# What needs to be done
Some lines in the entries contain the word "chat". Copy all of them.
§ §
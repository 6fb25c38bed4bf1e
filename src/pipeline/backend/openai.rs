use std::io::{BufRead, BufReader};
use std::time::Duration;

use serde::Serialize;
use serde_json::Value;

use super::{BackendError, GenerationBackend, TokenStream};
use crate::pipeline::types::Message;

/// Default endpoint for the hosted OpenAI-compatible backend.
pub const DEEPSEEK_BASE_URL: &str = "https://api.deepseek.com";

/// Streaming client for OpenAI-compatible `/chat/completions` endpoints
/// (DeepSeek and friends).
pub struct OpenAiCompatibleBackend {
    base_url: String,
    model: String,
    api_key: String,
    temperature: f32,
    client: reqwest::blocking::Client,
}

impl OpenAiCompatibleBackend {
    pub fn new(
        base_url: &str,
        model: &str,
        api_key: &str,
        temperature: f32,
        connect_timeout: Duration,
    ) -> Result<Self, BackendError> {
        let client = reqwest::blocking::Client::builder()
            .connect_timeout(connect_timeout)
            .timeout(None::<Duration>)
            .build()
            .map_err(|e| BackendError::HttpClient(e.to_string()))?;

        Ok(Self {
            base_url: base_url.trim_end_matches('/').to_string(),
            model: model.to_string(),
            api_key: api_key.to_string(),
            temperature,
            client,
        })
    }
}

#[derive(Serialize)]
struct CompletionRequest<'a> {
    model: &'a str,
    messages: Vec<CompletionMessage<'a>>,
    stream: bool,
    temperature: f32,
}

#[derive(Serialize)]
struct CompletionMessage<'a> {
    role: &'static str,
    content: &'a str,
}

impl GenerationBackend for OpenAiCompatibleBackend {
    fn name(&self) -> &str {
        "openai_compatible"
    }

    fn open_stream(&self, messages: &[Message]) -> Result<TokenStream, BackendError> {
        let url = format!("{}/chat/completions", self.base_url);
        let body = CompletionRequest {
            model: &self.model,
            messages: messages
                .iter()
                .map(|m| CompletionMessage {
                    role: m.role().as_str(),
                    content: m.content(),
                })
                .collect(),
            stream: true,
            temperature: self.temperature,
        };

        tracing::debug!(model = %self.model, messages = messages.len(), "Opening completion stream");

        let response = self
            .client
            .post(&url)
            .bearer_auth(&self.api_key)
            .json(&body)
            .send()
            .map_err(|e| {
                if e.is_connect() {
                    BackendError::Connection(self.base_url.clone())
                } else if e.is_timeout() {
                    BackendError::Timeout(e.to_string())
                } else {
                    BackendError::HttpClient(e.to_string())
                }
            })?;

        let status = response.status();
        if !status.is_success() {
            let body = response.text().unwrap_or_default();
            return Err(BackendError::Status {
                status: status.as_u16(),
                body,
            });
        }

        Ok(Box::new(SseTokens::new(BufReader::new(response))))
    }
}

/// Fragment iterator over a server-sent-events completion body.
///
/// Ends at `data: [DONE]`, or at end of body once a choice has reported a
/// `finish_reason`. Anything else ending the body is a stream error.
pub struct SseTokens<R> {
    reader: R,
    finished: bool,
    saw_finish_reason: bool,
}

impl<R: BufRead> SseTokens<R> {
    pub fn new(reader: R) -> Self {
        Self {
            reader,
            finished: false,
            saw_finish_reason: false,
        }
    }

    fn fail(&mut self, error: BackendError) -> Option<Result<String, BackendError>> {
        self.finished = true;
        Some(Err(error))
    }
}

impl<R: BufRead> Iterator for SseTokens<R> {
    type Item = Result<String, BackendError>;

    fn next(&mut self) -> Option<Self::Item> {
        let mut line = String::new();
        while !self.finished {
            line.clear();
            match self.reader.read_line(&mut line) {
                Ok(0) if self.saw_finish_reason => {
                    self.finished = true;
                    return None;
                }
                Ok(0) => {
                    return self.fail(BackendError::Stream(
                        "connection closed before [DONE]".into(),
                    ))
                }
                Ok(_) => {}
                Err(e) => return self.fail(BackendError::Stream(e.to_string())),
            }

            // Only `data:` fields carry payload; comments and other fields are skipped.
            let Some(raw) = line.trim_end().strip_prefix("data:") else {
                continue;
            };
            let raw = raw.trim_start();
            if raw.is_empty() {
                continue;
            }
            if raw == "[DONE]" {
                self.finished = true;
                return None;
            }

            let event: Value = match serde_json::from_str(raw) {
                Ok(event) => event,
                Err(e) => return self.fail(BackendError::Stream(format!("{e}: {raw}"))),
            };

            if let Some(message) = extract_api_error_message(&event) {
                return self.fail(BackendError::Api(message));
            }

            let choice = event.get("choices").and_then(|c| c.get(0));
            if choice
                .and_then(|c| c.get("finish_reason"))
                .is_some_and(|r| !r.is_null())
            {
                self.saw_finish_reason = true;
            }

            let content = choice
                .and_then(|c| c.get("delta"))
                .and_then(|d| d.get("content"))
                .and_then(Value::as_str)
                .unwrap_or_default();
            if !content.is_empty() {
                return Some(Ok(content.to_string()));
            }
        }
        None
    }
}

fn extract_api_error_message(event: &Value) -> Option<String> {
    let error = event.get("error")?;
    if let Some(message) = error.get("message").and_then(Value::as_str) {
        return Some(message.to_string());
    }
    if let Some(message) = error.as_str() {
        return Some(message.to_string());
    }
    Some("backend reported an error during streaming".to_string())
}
§ §
# Answer to this task
/// Streaming client for OpenAI-compatible `/chat/completions` endpoints
        let url = format!("{}/chat/completions", self.base_url);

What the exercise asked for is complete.